El final de una luchadora
Lo que vino después fue muy triste. La guerra concluyó en 1824, con la última gran batalla librada en el Alto Perú, la de Ayacucho. Poco después, la región en la que había corrido tanta sangre quedó convertida en una república independiente: Bolivia, bautizada así en homenaje a Simón Bolívar. El mismo que un año después la ascendió a Coronela. Sin embargo, la buena nueva no cambió la suerte de Juana, que finalmente pudo regresar a sus pagos pero se encontró rodeada por la miseria y huérfana de ayuda, y así pasó lo que le quedaba de vida.

Juana Azurduy murió en la madrugada del 25 de mayo de 1862, a los ochenta y dos años, pobre y olvidada. “En su casa y en comunión de la Santa Madre la Iglesia, doña Juana, mayor de ochenta años, viuda del Coronel Padilla, vecina de esta Parroquia.
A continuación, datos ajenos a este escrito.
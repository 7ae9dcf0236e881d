// SPDX-FileCopyrightText: 2023 Phoenix R&D GmbH <hello@phnx.im>
//
// SPDX-License-Identifier: AGPL-3.0-or-later

//! The transaction log engine (§4.4): per-`(user, database)` append-only
//! logs with server-coordinated bundling. Grounded in the teacher's
//! `backend/src/qs/queue.rs` sequence-number-then-insert idiom, generalized
//! from a single-reader queue to a multi-subscriber ordered log with
//! bundling.

use std::collections::{HashMap, HashSet};
use std::sync::Arc;

use serde::{Deserialize, Serialize};
use tokio::sync::{Mutex, RwLock};

use crate::errors::{LogError, StoreError};
use crate::identifiers::{DatabaseId, ItemKey, UserId};
use crate::store::{BatchPut, StoreAdapter};

/// Individual transaction records are capped at 400 KiB including framing
/// (§3).
pub const MAX_RECORD_BYTES: usize = 400 * 1024;

/// §9: the distilled spec left the batch size bound as a free variable;
/// this expansion fixes it at 128 items.
pub const MAX_BATCH_SIZE: usize = 128;

/// How many times the engine will reallocate a seqNo (or seqNo range) after
/// a conditional-insert collision before giving up.
const MAX_APPEND_RETRIES: u32 = 5;

#[derive(Clone, Copy, Debug, Serialize, Deserialize, PartialEq, Eq)]
pub enum Command {
    Insert,
    Update,
    Delete,
}

#[derive(Clone, Debug, Serialize, Deserialize)]
#[serde(rename_all = "camelCase")]
pub struct TransactionRecord {
    pub seq_no: u64,
    pub command: Command,
    pub item_key: ItemKey,
    pub encrypted_item: Vec<u8>,
    pub created_by: UserId,
}

/// A snapshot of a database at `seq_no = bundle_seq_no`, supplied by a
/// client (§3).
#[derive(Clone, Debug)]
pub struct Bundle {
    pub bundle_seq_no: u64,
    pub blob: Vec<u8>,
}

/// What a freshly-opened subscription (or a reconnecting one) should
/// receive, per §4.4 "Open".
pub struct OpenResult {
    pub bundle: Option<Bundle>,
    pub records: Vec<TransactionRecord>,
}

fn partition_key(user_id: UserId, db_id: DatabaseId) -> String {
    format!("{}/{}", user_id, db_id)
}

/// Per-database bookkeeping kept in memory alongside the store: the set of
/// currently-live item keys (for the insert/update/delete invariant) and
/// the current bundle, if any.
#[derive(Default)]
struct DatabaseState {
    live_keys: HashSet<ItemKey>,
    bundle: Option<Bundle>,
    max_seq_no: u64,
}

/// Owns every `(user, database)` log in the process. One instance is shared
/// (behind an `Arc`) by the connection core and the subscription
/// dispatcher.
pub struct LogEngine<S: StoreAdapter> {
    store: Arc<S>,
    databases: RwLock<HashMap<(UserId, DatabaseId), Arc<Mutex<DatabaseState>>>>,
}
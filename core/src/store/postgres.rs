// SPDX-FileCopyrightText: 2023 Phoenix R&D GmbH <hello@phnx.im>
//
// SPDX-License-Identifier: AGPL-3.0-or-later

//! A Postgres-backed [`StoreAdapter`], gated behind the `postgres` feature,
//! following the conditional-insert-inside-a-transaction idiom of the
//! teacher's `backend/src/qs/queue.rs`. Runtime-checked queries are used
//! throughout (rather than `sqlx::query!`) since this crate ships without a
//! `DATABASE_URL` to verify compile-time query metadata against.

use async_trait::async_trait;
use sqlx::{PgPool, Row};

use crate::errors::StoreError;

use super::{BatchPut, StoreAdapter};

pub struct PostgresStore {
    pool: PgPool,
}

impl PostgresStore {
    pub fn new(pool: PgPool) -> Self {
        Self { pool }
    }

    /// Creates the tables this adapter expects. Intended for integration
    /// tests and first-run bootstrap; production deployments are expected
    /// to manage migrations externally.
    pub async fn run_migrations(&self) -> Result<(), StoreError> {
        sqlx::query(
            r#"
            CREATE TABLE IF NOT EXISTS store_items (
                partition TEXT NOT NULL,
                sort BIGINT NOT NULL,
                item BYTEA NOT NULL,
                PRIMARY KEY (partition, sort)
            )
            "#,
        )
        .execute(&self.pool)
        .await
        .map_err(map_err)?;
        sqlx::query(
            r#"
            CREATE TABLE IF NOT EXISTS store_sequences (
                partition TEXT PRIMARY KEY,
                next_seq BIGINT NOT NULL DEFAULT 0
            )
            "#,
        )
        .execute(&self.pool)
        .await
        .map_err(map_err)?;
        Ok(())
    }
}

fn map_err(err: sqlx::Error) -> StoreError {
    StoreError::Unavailable(err.to_string())
}

#[async_trait]
impl StoreAdapter for PostgresStore {
    async fn put(
        &self,
        partition: &str,
        sort: u64,
        item: Vec<u8>,
        if_absent: bool,
    ) -> Result<(), StoreError> {
        let sort = sort as i64;
        if if_absent {
            let result = sqlx::query(
                "INSERT INTO store_items (partition, sort, item) VALUES ($1, $2, $3) \
                 ON CONFLICT (partition, sort) DO NOTHING",
            )
            .bind(partition)
            .bind(sort)
            .bind(&item)
            .execute(&self.pool)
            .await
            .map_err(map_err)?;
            if result.rows_affected() == 0 {
                return Err(StoreError::Conflict);
            }
            Ok(())
        } else {
            sqlx::query(
                "INSERT INTO store_items (partition, sort, item) VALUES ($1, $2, $3) \
                 ON CONFLICT (partition, sort) DO UPDATE SET item = EXCLUDED.item",
            )
            .bind(partition)
            .bind(sort)
            .bind(&item)
            .execute(&self.pool)
            .await
            .map_err(map_err)?;
            Ok(())
        }
    }

    async fn get(&self, partition: &str, sort: u64) -> Result<Vec<u8>, StoreError> {
        let row = sqlx::query("SELECT item FROM store_items WHERE partition = $1 AND sort = $2")
            .bind(partition)
            .bind(sort as i64)
            .fetch_optional(&self.pool)
            .await
            .map_err(map_err)?;
        row.map(|r| r.get::<Vec<u8>, _>("item"))
            .ok_or(StoreError::NotFound)
    }

    async fn range(
        &self,
        partition: &str,
        from_sort: u64,
        to_sort: Option<u64>,
    ) -> Result<Vec<(u64, Vec<u8>)>, StoreError> {
        let upper = to_sort.unwrap_or(u64::MAX) as i64;
        let rows = sqlx::query(
            "SELECT sort, item FROM store_items WHERE partition = $1 AND sort >= $2 AND sort <= $3 \
             ORDER BY sort ASC",
        )
        .bind(partition)
        .bind(from_sort as i64)
        .bind(upper)
        .fetch_all(&self.pool)
        .await
        .map_err(map_err)?;
        Ok(rows
            .into_iter()
            .map(|r| (r.get::<i64, _>("sort") as u64, r.get::<Vec<u8>, _>("item")))
            .collect())
    }

    async fn batch(&self, partition: &str, ops: Vec<BatchPut>) -> Result<(), StoreError> {
        let mut tx = self.pool.begin().await.map_err(map_err)?;
        for op in ops {
            let sort = op.sort as i64;
            if op.if_absent {
                let result = sqlx::query(
                    "INSERT INTO store_items (partition, sort, item) VALUES ($1, $2, $3) \
                     ON CONFLICT (partition, sort) DO NOTHING",
                )
                .bind(partition)
                .bind(sort)
                .bind(&op.item)
                .execute(&mut *tx)
                .await
                .map_err(map_err)?;
                if result.rows_affected() == 0 {
                    // Rolling back happens implicitly on drop.
                    return Err(StoreError::ConditionFailed);
                }
            } else {
                sqlx::query(
                    "INSERT INTO store_items (partition, sort, item) VALUES ($1, $2, $3) \
                     ON CONFLICT (partition, sort) DO UPDATE SET item = EXCLUDED.item",
                )
                .bind(partition)
                .bind(sort)
                .bind(&op.item)
                .execute(&mut *tx)
                .await
                .map_err(map_err)?;
            }
        }
        tx.commit().await.map_err(map_err)?;
        Ok(())
    }

    async fn next_seq(&self, partition: &str) -> Result<u64, StoreError> {
        self.next_seq_range(partition, 1).await
    }

    async fn next_seq_range(&self, partition: &str, count: u64) -> Result<u64, StoreError> {
        let count = count as i64;
        let row = sqlx::query(
            r#"
            INSERT INTO store_sequences (partition, next_seq) VALUES ($1, $2)
            ON CONFLICT (partition)
            DO UPDATE SET next_seq = store_sequences.next_seq + $2
            RETURNING next_seq - $2 + 1 AS first
            "#,
        )
        .bind(partition)
        .bind(count)
        .fetch_one(&self.pool)
        .await
        .map_err(map_err)?;
        Ok(row.get::<i64, _>("first") as u64)
    }

    async fn delete(&self, partition: &str, sort: u64) -> Result<(), StoreError> {
        sqlx::query("DELETE FROM store_items WHERE partition = $1 AND sort = $2")
            .bind(partition)
            .bind(sort as i64)
            .execute(&self.pool)
            .await
            .map_err(map_err)?;
        Ok(())
    }
}
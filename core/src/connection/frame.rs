// SPDX-FileCopyrightText: 2023 Phoenix R&D GmbH <hello@phnx.im>
//
// SPDX-License-Identifier: AGPL-3.0-or-later

//! Wire framing for the WebSocket protocol (§6.1). All application frames
//! are UTF-8 JSON; the outermost JSON-emitting boundary lives here, per
//! §7's propagation rule and §9's "error carriage" note.

use serde::{Deserialize, Serialize};
use serde_json::Value;

use crate::dispatcher::DispatchEvent;
use crate::errors::ActionError;
use crate::txlog::{Bundle, TransactionRecord};

/// Maximum size, in bytes, of an inbound frame (§4.3 framing and limits).
pub const MAX_FRAME_BYTES: usize = 400 * 1024;

/// Client -> server request envelope.
#[derive(Deserialize, Debug)]
pub struct IncomingFrame {
    #[serde(rename = "requestId")]
    pub request_id: String,
    pub action: String,
    #[serde(default)]
    pub params: Value,
}

/// HTTP-convention status codes carried in `response.status` (§6.1).
#[derive(Clone, Copy, Debug, PartialEq, Eq)]
pub struct Status(pub u16);

impl Status {
    pub const OK: Status = Status(200);
    pub const BAD_REQUEST: Status = Status(400);
    pub const UNAUTHORIZED: Status = Status(401);
    pub const FORBIDDEN: Status = Status(403);
    pub const NOT_FOUND: Status = Status(404);
    pub const TOO_MANY_REQUESTS: Status = Status(429);
    pub const INTERNAL_ERROR: Status = Status(500);
    pub const SERVICE_UNAVAILABLE: Status = Status(503);
    pub const GATEWAY_TIMEOUT: Status = Status(504);
}

impl From<&ActionError> for Status {
    fn from(err: &ActionError) -> Self {
        match err {
            ActionError::BadRequest(_) => Status::BAD_REQUEST,
            ActionError::Unauthorized => Status::UNAUTHORIZED,
            ActionError::Forbidden => Status::FORBIDDEN,
            ActionError::NotFound => Status::NOT_FOUND,
            ActionError::TooManyRequests => Status::TOO_MANY_REQUESTS,
            ActionError::Internal(_) => Status::INTERNAL_ERROR,
            ActionError::ServiceUnavailable => Status::SERVICE_UNAVAILABLE,
            ActionError::GatewayTimeout => Status::GATEWAY_TIMEOUT,
        }
    }
}

#[derive(Serialize, Debug)]
pub struct ResponseBody {
    pub status: u16,
    pub data: Value,
}

/// Server -> client response to a specific `requestId` (§6.1).
#[derive(Serialize, Debug)]
pub struct OutgoingResponse {
    #[serde(rename = "requestId")]
    pub request_id: String,
    pub route: String,
    pub response: ResponseBody,
}

impl OutgoingResponse {
    pub fn ok(request_id: String, route: impl Into<String>, data: Value) -> Self {
        Self {
            request_id,
            route: route.into(),
            response: ResponseBody {
                status: Status::OK.0,
                data,
            },
        }
    }

    pub fn error(request_id: String, route: impl Into<String>, err: &ActionError) -> Self {
        let status = Status::from(err);
        let data = if status == Status::TOO_MANY_REQUESTS {
            serde_json::json!({ "retryDelay": crate::rate_limiter::RETRY_DELAY_MS })
        } else {
            serde_json::json!({ "message": err.to_string() })
        };
        Self {
            request_id,
            route: route.into(),
            response: ResponseBody {
                status: status.0,
                data,
            },
        }
    }
}

/// Server -> client frames with no `requestId` (§6.1).
#[derive(Debug, Clone)]
pub enum OutgoingMessage {
    /// Sent once on upgrade, carrying the key-validation challenge.
    Connection {
        key_salts: Vec<u8>,
        encrypted_validation_message: Vec<u8>,
    },
    Ping,
    TransactionLog(Vec<TransactionRecord>),
    BundlePublished(Bundle),
    SessionRevoked,
    /// A plain-text, non-JSON protocol error (oversized frame, unknown
    /// action): §4.3, §9 open question on the unknown-action branch.
    PlainTextError(String),
    Response(std::sync::Arc<OutgoingResponse>),
}

impl From<DispatchEvent> for OutgoingMessage {
    fn from(event: DispatchEvent) -> Self {
        match event {
            DispatchEvent::TransactionLog(records) => OutgoingMessage::TransactionLog(records),
            DispatchEvent::BundlePublished(bundle) => OutgoingMessage::BundlePublished(bundle),
        }
    }
}

#[derive(Serialize)]
struct WireUnsolicited<'a> {
    route: &'a str,
    response: ResponseBody,
}

impl OutgoingMessage {
    /// Encode this message as the bytes that should be written to the
    /// transport. Plain-text protocol errors are not JSON, per §4.3.
    pub fn encode(&self) -> Result<Vec<u8>, String> {
        match self {
            OutgoingMessage::PlainTextError(msg) => Ok(msg.clone().into_bytes()),
            OutgoingMessage::Response(resp) => {
                serde_json::to_vec(resp.as_ref()).map_err(|e| e.to_string())
            }
            OutgoingMessage::Connection {
                key_salts,
                encrypted_validation_message,
            } => {
                let wire = WireUnsolicited {
                    route: "Connection",
                    response: ResponseBody {
                        status: Status::OK.0,
                        data: serde_json::json!({
                            "keySalts": key_salts,
                            "encryptedValidationMessage": encrypted_validation_message,
                        }),
                    },
                };
                serde_json::to_vec(&wire).map_err(|e| e.to_string())
            }
            OutgoingMessage::Ping => {
                let wire = WireUnsolicited {
                    route: "Ping",
                    response: ResponseBody {
                        status: Status::OK.0,
                        data: Value::Null,
                    },
                };
                serde_json::to_vec(&wire).map_err(|e| e.to_string())
            }
            OutgoingMessage::TransactionLog(records) => {
                let wire = WireUnsolicited {
                    route: "TransactionLog",
                    response: ResponseBody {
                        status: Status::OK.0,
                        data: serde_json::to_value(records).map_err(|e| e.to_string())?,
                    },
                };
                serde_json::to_vec(&wire).map_err(|e| e.to_string())
            }
            OutgoingMessage::BundlePublished(bundle) => {
                let wire = WireUnsolicited {
                    route: "BundlePublished",
                    response: ResponseBody {
                        status: Status::OK.0,
                        data: serde_json::json!({
                            "bundleSeqNo": bundle.bundle_seq_no,
                            "bundle": bundle.blob,
                        }),
                    },
                };
                serde_json::to_vec(&wire).map_err(|e| e.to_string())
            }
            OutgoingMessage::SessionRevoked => {
                let wire = WireUnsolicited {
                    route: "SessionRevoked",
                    response: ResponseBody {
                        status: Status::OK.0,
                        data: Value::Null,
                    },
                };
                serde_json::to_vec(&wire).map_err(|e| e.to_string())
            }
        }
    }
}
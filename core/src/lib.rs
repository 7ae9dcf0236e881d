// SPDX-FileCopyrightText: 2023 Phoenix R&D GmbH <hello@phnx.im>
//
// SPDX-License-Identifier: AGPL-3.0-or-later

//! Server-side core of an end-to-end encrypted, zero-knowledge
//! backend-as-a-service: the connection core and the database core (§1).
//!
//! The server never observes plaintext user data or user keys; this crate
//! stores and orders opaque ciphertext and brokers real-time
//! synchronization across connections.

pub mod config;
pub mod connection;
pub mod crypto;
pub mod directory;
pub mod dispatcher;
pub mod errors;
pub mod identifiers;
pub mod rate_limiter;
pub mod registry;
pub mod store;
pub mod txlog;

pub use connection::{Core, ConnectionCore, ConnectionState};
Para morir recibió todos los Santos Sacramentos necesarios, y después de rezado su oficio con cruz baja se sepultó en el Panteón General de esta ciudad”. Así reza la partida de defunción. Sus restos se conservan en una urna en la Casa de la Libertad, en la vieja Chuquisaca, donde fueron trasladados en 1962, centenario de su muerte.

El 14 de julio de 2009, el gobierno argentino dictó el Decreto 892/09 promoviéndola al grado de Generala post mortem.

Además, la recuerda una hermosa samba que le dedicaran Ariel Ramírez y Félix Luna. A ella, la flor del Alto Perú.